# I've tried the 200-400 today! :D Very happy



## fiend (Feb 8, 2013)

Today I've had the oppertunity to try the new 200-400/4 IS with the 1.4x converter 

I've never tried any longer lens than the 70-200/2.8 II IS, so it was quite amazing to have the oppertunity to try this one out. The place had quite bad lightning aswell so I had to use ISO 12.800 on the 5d3, but the images looked very nice.
I really like the fact that I could switch on the 1.4 so easily and the lens felt very "light" (as far as I could tell).. but very well built!

I've attached a picture of me trying it out with the 5d3 here. Have some more pictures on my phone. Have to bring my own 5d3 tomorrow to try it some more!


----------



## Menace (Feb 8, 2013)

Lucky you ;D


----------



## Admin US West (Feb 8, 2013)

How heavy is it? How long can you hold it?

Could you hold a suitcase with one thousand $10 bills out like that?


----------



## dr croubie (Feb 8, 2013)

CR Backup Admin said:


> How heavy is it? How long can you hold it?
> 
> Could you hold a suitcase with one thousand $10 bills out like that?



Something tells me you'd still come up another half-a-suitcase short...


----------



## Mt Spokane Photography (Feb 8, 2013)

dr croubie said:


> CR Backup Admin said:
> 
> 
> > How heavy is it? How long can you hold it?
> ...


If you are in the UK, you'd need bigger bills or a bigger suitcase.


----------



## Hobby Shooter (Feb 9, 2013)

CR Backup Admin said:


> How heavy is it? How long can you hold it?
> 
> Could you hold a suitcase with one thousand $10 bills out like that?


Funny ;D


----------



## FunPhotons (Feb 9, 2013)

I'm tempted, and I can "afford" it, meaning if I really want it I can pay cash and not hurt myself financially. Just don't know if I want it that bad. 

The neat thing is that in one lens you have a lot of options obviously, 200-800ish if you use the internal and external converters. Seems like an excessive purchase though, I'd need to go on a safari or something to justify it 

Maybe I'll just get a new 100-400 II if they do it.


----------



## Michael_pfh (Feb 9, 2013)

Felt the same when I tried it out a month ago, really amazing lens.

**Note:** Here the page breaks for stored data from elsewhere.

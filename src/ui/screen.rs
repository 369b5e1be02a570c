// Terminal renderer
// Every page is a header, an instruction line and some body rows at fixed positions

use ratatui::{
    backend::Backend,
    layout::Rect,
    style::{Color, Modifier, Style},
    text::Span,
    widgets::{Clear, Paragraph},
    Frame, Terminal,
};
use std::io;

pub const HEADER_ROW: u16 = 0;
pub const INSTRUCTION_ROW: u16 = 2;
pub const BODY_ROW: u16 = 4;
pub const LIST_ROW: u16 = 6;

const INSTRUCTION: &str = "Use the arrow keys to pick an option and Enter to confirm.";

/// Per-mode look: the greeting and its accent color. The accent is drawn
/// over the terminal's own background.
#[derive(Debug, Clone, Copy, PartialEq, Eq)]
pub struct Theme {
    pub header: &'static str,
    pub accent: Color,
}

#[derive(Debug, Clone, Copy, PartialEq, Eq)]
pub enum Emphasis {
    Plain,
    Reversed,
}

/// One line of body text pinned to a screen row.
#[derive(Debug, Clone, PartialEq, Eq)]
pub struct Row {
    pub y: u16,
    pub text: String,
    pub emphasis: Emphasis,
}

impl Row {
    pub fn plain(y: u16, text: impl Into<String>) -> Self {
        Row {
            y,
            text: text.into(),
            emphasis: Emphasis::Plain,
        }
    }

    pub fn reversed(y: u16, text: impl Into<String>) -> Self {
        Row {
            y,
            text: text.into(),
            emphasis: Emphasis::Reversed,
        }
    }
}

pub struct Screen<B: Backend> {
    terminal: Terminal<B>,
    theme: Theme,
    // One past the last body row drawn by the previous page
    body_end: u16,
    echo: bool,
}

impl<B: Backend> Screen<B> {
    pub fn new(backend: B, theme: Theme) -> io::Result<Self> {
        let mut terminal = Terminal::new(backend)?;
        terminal.hide_cursor()?;
        terminal.clear()?;

        Ok(Screen {
            terminal,
            theme,
            body_end: BODY_ROW,
            echo: false,
        })
    }

    pub fn echo_enabled(&self) -> bool {
        self.echo
    }

    /// Echo decides whether the cursor is shown at the typing position.
    pub fn set_echo(&mut self, on: bool) {
        self.echo = on;
    }

    pub fn backend(&self) -> &B {
        self.terminal.backend()
    }

    /// Draws a menu: `caption` rows first, then one row per option starting at
    /// `start_y`, the highlighted one in reverse video.
    pub fn render_menu(
        &mut self,
        caption: &[Row],
        options: &[String],
        highlighted: usize,
        start_y: u16,
    ) -> io::Result<()> {
        let mut rows = caption.to_vec();
        rows.extend(options.iter().enumerate().map(|(i, option)| {
            let y = start_y.saturating_add(i as u16);
            if i == highlighted {
                Row::reversed(y, option.as_str())
            } else {
                Row::plain(y, option.as_str())
            }
        }));
        self.render(&rows, None)
    }

    /// Draws a full page. `cursor` is only honored while echo is on.
    pub fn render(&mut self, rows: &[Row], cursor: Option<(u16, u16)>) -> io::Result<()> {
        let theme = self.theme;
        let cursor = cursor.filter(|_| self.echo);
        let new_end = rows
            .iter()
            .map(|row| row.y.saturating_add(1))
            .max()
            .unwrap_or(BODY_ROW)
            .max(BODY_ROW);
        let stale_end = self.body_end.max(new_end);

        self.terminal.draw(|frame| {
            Self::clear_body(frame, stale_end);
            Self::draw_chrome(frame, theme);
            for row in rows {
                Self::draw_row(frame, row);
            }
            if let Some((x, y)) = cursor {
                let area = frame.size();
                frame.set_cursor(
                    x.min(area.width.saturating_sub(1)),
                    y.min(area.height.saturating_sub(1)),
                );
            }
        })?;

        self.body_end = new_end;
        Ok(())
    }

    fn clear_body(frame: &mut Frame, end: u16) {
        let area = frame.size();
        let end = end.min(area.height);
        if end > BODY_ROW {
            let rows = Rect::new(0, BODY_ROW, area.width, end - BODY_ROW);
            frame.render_widget(Clear, rows);
        }
    }

    fn draw_chrome(frame: &mut Frame, theme: Theme) {
        let header = Span::styled(theme.header, Style::default().fg(theme.accent));
        Self::draw_line(frame, HEADER_ROW, header);
        Self::draw_line(frame, INSTRUCTION_ROW, Span::raw(INSTRUCTION));
    }

    fn draw_row(frame: &mut Frame, row: &Row) {
        let style = match row.emphasis {
            Emphasis::Plain => Style::default(),
            Emphasis::Reversed => Style::default().add_modifier(Modifier::REVERSED),
        };
        Self::draw_line(frame, row.y, Span::styled(row.text.as_str(), style));
    }

    fn draw_line(frame: &mut Frame, y: u16, span: Span) {
        let area = frame.size();
        // Rows past the bottom edge are dropped, not wrapped
        if y >= area.height {
            return;
        }
        let line = Rect::new(0, y, area.width, 1);
        frame.render_widget(Paragraph::new(span), line);
    }
}
// Hand-picked suggestions for the music mode

use serde::Serialize;

#[derive(Debug, Clone, Copy, PartialEq, Eq, Serialize)]
pub struct CatalogEntry {
    pub title: &'static str,
    pub id: &'static str,
}

pub const SUGGESTED: [CatalogEntry; 6] = [
    CatalogEntry { title: "Po twojej pysznej zupie", id: "3VizXab7XE0" },
    CatalogEntry { title: "Kibel", id: "n1qxMA7miyk" },
    CatalogEntry { title: "Babka najlepsza jest przez duże B", id: "JG1_B_nVBCg" },
    CatalogEntry { title: "Hehe papież tańczy", id: "2yusdx60_aw" },
    CatalogEntry { title: "Dyche daj robotowi", id: "JPveQux2WWo" },
    // Listed as "WaymcVmJ-A" in older notes; this 11-character id is what gets played
    CatalogEntry { title: "Macarena", id: "zWaymcVmJ-A" },
];

pub fn titles(entries: &[CatalogEntry]) -> Vec<String> {
    entries.iter().map(|entry| entry.title.to_string()).collect()
}

#[cfg(test)]
mod tests {
    use super::*;

    #[test]
    fn suggestions_keep_their_order() {
        let titles = titles(&SUGGESTED);
        assert_eq!(titles.len(), 6);
        assert_eq!(titles[0], "Po twojej pysznej zupie");
        assert_eq!(titles[5], "Macarena");
    }

    #[test]
    fn ids_look_like_youtube_ids() {
        for entry in SUGGESTED {
            assert_eq!(entry.id.len(), 11, "{}", entry.title);
        }
        assert_eq!(SUGGESTED[5].id, "zWaymcVmJ-A");
    }
}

http://www.canonrumors.com/forum/index.php?topic=12127.msg215918#msg215918


----------



## fiend (Feb 10, 2013)

CR Backup Admin said:


> How heavy is it? How long can you hold it?



It's not that heavy at all. I was quite surprised when I held it that it felt quite good with the weight. No problem hand-holding it for me, even though my techniqes was not the very best for the quick shooting that I did


----------



## Kernuak (Feb 10, 2013)

fiend said:


> CR Backup Admin said:
> 
> 
> > How heavy is it? How long can you hold it?
> ...


When I tried it last March at Focus on Imaging, it felt similar in weight to the MkI version of the 300 f/2.8 L IS, but it could have been down to better balance on the 1D IV it was attached to also.


----------



## RS2021 (Feb 10, 2013)

It looks about one-third your size! Yikes.


----------



## fiend (Feb 11, 2013)

Another picture


----------



## fiend (Feb 11, 2013)

and another guy trying it out


----------



## fiend (Feb 11, 2013)

All lenses compared


----------



## Apop (Feb 11, 2013)

nice!, i wonder how it will hold at 560mm against the 500 f4 IS,

Like everyone i am very curious to see the exact price once's available


----------